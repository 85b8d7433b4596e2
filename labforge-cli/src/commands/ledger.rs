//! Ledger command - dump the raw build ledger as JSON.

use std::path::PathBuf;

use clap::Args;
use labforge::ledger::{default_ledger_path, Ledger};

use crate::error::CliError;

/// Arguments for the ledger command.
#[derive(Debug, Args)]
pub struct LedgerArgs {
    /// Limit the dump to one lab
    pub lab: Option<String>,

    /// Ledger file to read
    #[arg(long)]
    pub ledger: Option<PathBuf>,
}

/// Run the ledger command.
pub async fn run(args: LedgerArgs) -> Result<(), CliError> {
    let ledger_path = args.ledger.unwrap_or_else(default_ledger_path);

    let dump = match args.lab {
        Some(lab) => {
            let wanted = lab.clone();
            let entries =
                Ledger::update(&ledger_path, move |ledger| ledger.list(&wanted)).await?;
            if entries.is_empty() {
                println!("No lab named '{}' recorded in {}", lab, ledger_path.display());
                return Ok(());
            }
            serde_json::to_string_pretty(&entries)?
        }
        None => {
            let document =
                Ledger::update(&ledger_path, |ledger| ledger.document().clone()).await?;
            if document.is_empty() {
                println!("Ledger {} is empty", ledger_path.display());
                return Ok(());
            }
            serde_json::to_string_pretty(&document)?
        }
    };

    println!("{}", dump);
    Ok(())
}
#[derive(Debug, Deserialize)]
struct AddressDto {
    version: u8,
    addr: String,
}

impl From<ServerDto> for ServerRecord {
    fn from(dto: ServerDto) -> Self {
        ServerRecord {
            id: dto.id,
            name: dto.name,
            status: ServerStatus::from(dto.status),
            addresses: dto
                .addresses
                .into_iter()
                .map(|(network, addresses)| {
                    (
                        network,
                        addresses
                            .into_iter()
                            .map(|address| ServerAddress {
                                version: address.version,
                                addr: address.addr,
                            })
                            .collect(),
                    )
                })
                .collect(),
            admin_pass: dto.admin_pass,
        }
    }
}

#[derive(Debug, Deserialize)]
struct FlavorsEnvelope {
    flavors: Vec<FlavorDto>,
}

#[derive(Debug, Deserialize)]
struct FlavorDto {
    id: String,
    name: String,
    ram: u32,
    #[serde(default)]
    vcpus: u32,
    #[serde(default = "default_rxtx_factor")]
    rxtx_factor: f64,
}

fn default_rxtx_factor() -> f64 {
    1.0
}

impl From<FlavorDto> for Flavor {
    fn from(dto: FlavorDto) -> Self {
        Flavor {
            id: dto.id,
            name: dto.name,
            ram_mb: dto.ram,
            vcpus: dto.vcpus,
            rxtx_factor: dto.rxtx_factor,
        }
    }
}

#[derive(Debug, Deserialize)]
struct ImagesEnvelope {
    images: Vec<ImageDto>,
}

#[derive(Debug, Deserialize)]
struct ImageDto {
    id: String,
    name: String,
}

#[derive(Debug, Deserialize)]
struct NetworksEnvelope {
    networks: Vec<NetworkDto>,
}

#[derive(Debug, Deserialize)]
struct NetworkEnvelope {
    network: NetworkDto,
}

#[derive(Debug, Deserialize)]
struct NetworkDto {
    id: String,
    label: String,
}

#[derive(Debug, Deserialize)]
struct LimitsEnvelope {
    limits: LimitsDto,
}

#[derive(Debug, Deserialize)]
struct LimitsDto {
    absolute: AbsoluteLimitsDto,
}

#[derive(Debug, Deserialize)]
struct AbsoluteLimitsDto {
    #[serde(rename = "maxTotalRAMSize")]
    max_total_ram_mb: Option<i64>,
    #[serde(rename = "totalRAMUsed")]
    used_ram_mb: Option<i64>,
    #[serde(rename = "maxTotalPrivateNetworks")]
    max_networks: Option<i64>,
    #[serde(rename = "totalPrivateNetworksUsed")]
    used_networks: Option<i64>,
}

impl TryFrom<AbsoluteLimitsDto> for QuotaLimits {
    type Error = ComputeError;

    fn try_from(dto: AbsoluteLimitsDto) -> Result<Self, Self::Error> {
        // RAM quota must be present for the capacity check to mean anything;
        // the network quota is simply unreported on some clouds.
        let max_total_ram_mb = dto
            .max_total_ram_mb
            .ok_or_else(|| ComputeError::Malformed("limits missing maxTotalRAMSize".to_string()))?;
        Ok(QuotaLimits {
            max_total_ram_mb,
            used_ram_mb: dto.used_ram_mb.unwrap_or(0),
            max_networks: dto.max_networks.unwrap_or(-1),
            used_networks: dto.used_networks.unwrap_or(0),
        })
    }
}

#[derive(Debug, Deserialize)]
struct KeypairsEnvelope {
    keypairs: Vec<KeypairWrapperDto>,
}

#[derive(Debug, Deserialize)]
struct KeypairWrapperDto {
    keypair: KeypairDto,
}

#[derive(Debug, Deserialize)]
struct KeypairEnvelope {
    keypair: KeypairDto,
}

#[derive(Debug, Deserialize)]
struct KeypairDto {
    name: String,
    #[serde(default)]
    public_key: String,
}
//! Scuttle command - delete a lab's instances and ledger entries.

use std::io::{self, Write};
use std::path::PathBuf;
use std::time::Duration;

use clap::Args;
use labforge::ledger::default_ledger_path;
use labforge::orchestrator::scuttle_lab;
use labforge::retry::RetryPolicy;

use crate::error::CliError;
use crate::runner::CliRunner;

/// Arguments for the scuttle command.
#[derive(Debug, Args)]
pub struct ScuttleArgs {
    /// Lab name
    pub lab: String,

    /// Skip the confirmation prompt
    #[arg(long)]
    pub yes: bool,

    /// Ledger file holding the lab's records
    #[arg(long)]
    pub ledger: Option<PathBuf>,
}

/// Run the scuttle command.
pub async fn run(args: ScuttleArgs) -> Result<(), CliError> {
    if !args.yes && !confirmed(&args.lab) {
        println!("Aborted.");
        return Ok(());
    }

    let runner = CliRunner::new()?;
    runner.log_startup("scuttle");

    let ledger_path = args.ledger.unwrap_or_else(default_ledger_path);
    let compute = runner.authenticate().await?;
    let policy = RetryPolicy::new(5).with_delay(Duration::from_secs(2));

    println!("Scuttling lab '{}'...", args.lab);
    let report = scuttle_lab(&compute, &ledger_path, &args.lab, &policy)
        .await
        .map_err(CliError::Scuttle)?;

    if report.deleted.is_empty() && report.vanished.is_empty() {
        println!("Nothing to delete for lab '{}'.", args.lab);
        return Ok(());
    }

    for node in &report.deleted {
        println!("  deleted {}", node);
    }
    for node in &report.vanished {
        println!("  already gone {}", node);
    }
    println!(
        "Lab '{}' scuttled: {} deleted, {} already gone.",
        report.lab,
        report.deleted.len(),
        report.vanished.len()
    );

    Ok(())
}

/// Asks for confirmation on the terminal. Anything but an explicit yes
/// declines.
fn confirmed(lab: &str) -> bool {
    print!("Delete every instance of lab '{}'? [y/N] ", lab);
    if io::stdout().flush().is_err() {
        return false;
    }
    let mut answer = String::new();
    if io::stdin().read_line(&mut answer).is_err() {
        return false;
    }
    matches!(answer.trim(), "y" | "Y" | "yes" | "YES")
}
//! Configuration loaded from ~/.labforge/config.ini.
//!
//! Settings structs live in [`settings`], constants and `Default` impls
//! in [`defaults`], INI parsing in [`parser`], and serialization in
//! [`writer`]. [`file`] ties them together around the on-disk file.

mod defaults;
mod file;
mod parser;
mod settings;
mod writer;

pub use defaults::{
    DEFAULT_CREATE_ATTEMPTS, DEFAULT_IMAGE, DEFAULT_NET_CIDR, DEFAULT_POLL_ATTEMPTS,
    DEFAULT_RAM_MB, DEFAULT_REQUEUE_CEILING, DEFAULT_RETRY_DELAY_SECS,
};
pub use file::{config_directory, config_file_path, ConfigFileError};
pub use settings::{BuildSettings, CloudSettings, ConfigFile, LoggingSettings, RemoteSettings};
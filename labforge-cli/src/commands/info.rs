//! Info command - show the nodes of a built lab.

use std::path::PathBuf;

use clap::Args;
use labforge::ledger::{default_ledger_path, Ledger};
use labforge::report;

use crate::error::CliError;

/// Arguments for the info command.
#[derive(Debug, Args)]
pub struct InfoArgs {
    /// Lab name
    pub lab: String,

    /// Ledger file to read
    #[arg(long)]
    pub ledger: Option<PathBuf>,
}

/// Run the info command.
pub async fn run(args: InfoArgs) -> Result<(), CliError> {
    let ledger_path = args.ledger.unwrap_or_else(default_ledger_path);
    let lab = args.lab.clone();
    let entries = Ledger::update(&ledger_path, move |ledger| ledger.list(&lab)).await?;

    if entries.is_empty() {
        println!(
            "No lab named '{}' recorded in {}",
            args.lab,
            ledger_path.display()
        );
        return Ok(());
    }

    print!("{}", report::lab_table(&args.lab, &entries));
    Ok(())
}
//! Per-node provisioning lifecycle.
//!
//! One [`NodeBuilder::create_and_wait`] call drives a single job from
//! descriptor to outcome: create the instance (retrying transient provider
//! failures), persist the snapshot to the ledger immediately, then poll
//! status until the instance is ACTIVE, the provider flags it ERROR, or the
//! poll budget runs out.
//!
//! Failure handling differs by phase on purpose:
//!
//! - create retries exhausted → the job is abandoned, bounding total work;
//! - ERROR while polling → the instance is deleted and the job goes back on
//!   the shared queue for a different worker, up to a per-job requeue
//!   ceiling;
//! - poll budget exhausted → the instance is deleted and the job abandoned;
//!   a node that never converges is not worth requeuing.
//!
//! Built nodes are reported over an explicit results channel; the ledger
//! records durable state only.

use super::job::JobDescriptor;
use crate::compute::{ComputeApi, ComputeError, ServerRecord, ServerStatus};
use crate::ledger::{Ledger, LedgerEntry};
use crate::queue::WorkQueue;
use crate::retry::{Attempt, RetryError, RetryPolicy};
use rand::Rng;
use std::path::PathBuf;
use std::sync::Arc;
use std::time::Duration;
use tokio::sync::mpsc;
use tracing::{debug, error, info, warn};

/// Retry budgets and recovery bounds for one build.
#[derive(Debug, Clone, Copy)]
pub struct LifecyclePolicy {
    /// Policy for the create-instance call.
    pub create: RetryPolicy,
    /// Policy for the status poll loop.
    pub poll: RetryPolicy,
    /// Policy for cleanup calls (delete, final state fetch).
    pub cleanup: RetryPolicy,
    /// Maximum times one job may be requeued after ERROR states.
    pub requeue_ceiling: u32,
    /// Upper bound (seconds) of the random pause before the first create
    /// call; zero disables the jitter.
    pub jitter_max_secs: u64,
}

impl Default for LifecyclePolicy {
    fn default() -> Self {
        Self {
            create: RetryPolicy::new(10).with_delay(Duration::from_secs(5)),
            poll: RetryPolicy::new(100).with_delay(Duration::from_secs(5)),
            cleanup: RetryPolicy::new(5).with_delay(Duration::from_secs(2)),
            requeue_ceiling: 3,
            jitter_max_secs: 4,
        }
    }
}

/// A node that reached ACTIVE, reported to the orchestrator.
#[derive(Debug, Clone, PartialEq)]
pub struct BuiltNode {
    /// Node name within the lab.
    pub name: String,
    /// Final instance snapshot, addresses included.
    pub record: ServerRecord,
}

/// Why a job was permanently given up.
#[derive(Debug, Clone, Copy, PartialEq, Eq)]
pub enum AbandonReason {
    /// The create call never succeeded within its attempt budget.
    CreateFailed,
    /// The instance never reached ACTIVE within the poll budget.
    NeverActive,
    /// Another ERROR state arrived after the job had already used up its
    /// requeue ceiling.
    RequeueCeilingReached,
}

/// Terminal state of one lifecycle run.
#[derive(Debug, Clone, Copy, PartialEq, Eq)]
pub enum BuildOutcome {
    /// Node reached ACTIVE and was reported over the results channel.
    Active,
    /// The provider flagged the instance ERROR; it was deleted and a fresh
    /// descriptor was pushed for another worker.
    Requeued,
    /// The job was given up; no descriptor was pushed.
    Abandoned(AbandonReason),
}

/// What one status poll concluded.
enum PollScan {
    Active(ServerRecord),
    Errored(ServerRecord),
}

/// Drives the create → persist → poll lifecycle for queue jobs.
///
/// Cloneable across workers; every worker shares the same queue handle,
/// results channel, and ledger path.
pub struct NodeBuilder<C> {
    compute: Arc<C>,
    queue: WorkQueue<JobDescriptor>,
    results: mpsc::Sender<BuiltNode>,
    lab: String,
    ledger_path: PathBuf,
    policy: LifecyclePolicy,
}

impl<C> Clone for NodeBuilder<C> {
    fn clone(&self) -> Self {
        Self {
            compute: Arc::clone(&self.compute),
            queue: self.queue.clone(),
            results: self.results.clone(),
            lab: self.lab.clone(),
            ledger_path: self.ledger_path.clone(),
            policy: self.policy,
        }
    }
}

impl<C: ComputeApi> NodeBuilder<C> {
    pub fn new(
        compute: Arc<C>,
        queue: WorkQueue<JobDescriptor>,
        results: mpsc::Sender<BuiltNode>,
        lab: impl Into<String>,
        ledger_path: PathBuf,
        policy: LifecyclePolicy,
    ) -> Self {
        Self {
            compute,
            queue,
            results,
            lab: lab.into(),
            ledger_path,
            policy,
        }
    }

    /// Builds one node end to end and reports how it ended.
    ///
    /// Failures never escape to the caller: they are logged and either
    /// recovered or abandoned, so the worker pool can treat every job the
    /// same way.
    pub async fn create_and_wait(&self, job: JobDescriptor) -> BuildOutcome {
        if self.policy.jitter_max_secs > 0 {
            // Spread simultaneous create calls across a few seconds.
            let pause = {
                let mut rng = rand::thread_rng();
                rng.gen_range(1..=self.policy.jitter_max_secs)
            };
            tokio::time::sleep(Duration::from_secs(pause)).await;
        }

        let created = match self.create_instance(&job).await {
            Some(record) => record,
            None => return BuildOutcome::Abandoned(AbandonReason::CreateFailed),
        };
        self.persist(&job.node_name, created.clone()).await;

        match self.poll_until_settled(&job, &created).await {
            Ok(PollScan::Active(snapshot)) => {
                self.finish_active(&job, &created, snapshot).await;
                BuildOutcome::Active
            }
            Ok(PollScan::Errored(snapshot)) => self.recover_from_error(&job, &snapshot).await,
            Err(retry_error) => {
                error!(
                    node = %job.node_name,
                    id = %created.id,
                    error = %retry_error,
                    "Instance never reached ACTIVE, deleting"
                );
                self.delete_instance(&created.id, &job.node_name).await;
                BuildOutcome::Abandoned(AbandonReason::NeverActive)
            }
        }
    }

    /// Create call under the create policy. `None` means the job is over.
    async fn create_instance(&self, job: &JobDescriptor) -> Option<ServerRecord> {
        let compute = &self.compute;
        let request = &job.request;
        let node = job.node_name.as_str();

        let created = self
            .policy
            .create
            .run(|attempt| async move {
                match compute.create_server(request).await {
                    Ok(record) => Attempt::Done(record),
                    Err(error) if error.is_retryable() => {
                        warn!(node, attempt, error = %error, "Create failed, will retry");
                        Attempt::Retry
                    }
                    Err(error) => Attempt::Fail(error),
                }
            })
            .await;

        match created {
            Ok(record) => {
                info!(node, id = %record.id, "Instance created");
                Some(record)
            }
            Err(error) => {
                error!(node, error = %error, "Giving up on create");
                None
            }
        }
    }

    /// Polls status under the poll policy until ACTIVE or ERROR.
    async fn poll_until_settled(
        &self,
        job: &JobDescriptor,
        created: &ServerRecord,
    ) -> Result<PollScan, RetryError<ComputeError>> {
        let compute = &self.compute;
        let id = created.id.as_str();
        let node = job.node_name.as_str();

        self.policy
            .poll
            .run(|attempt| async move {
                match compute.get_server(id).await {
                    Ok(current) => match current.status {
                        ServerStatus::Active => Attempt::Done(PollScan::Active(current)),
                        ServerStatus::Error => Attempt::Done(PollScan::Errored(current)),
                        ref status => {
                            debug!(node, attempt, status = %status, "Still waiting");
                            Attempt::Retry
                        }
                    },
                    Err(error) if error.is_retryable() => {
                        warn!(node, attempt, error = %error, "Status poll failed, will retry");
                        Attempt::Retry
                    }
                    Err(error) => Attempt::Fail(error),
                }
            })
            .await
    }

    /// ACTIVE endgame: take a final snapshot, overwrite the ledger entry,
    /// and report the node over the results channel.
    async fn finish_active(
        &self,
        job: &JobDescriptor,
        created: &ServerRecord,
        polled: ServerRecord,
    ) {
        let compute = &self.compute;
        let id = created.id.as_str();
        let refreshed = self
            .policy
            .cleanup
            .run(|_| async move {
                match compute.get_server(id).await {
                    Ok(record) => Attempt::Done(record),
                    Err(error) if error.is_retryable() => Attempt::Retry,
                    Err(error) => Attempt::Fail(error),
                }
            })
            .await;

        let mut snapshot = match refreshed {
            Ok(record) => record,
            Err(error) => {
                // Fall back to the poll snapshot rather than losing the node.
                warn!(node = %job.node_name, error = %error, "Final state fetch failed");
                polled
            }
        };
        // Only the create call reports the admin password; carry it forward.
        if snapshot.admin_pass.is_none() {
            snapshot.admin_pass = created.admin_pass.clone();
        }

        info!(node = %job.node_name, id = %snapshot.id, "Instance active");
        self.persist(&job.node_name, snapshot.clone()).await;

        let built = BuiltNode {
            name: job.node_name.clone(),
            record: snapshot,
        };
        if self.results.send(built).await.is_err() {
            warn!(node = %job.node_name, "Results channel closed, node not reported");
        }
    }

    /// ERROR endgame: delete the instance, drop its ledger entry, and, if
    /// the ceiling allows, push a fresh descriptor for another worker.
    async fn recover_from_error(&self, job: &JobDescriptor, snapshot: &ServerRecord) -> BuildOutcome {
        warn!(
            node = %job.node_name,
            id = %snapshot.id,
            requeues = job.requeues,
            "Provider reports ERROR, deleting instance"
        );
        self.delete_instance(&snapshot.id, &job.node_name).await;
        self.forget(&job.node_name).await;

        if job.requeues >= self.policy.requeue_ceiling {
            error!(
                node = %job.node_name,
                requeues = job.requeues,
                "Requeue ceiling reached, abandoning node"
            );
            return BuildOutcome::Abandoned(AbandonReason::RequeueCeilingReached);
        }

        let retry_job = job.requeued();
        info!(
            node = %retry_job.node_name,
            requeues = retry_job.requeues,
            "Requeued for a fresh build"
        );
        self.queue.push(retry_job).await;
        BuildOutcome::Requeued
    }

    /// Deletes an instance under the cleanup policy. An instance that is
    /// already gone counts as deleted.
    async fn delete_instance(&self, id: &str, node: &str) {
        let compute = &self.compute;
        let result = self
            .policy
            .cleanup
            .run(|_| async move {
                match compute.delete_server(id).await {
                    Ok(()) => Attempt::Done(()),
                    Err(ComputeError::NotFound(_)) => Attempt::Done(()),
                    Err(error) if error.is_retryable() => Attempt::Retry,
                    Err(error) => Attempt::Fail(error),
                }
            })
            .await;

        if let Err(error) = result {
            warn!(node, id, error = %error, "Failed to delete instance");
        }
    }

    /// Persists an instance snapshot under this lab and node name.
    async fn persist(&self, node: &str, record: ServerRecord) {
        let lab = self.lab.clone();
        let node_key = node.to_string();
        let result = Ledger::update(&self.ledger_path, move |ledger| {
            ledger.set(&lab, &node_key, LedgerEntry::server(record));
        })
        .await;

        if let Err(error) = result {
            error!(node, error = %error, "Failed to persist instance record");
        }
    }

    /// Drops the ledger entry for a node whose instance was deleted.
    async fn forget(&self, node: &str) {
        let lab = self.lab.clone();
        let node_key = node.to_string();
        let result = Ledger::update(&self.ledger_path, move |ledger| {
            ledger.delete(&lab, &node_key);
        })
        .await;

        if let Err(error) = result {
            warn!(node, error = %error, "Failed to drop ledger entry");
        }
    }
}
============
- _Your task_: Copy each line above holding "Option".

- _Exercise response_:
    pub lab: Option<String>,
    pub ledger: Option<PathBuf>,
    max_total_ram_mb: Option<i64>,
    used_ram_mb: Option<i64>,
    max_networks: Option<i64>,
    used_networks: Option<i64>,
    pub ledger: Option<PathBuf>,
    pub ledger: Option<PathBuf>,
    async fn create_instance(&self, job: &JobDescriptor) -> Option<ServerRecord> {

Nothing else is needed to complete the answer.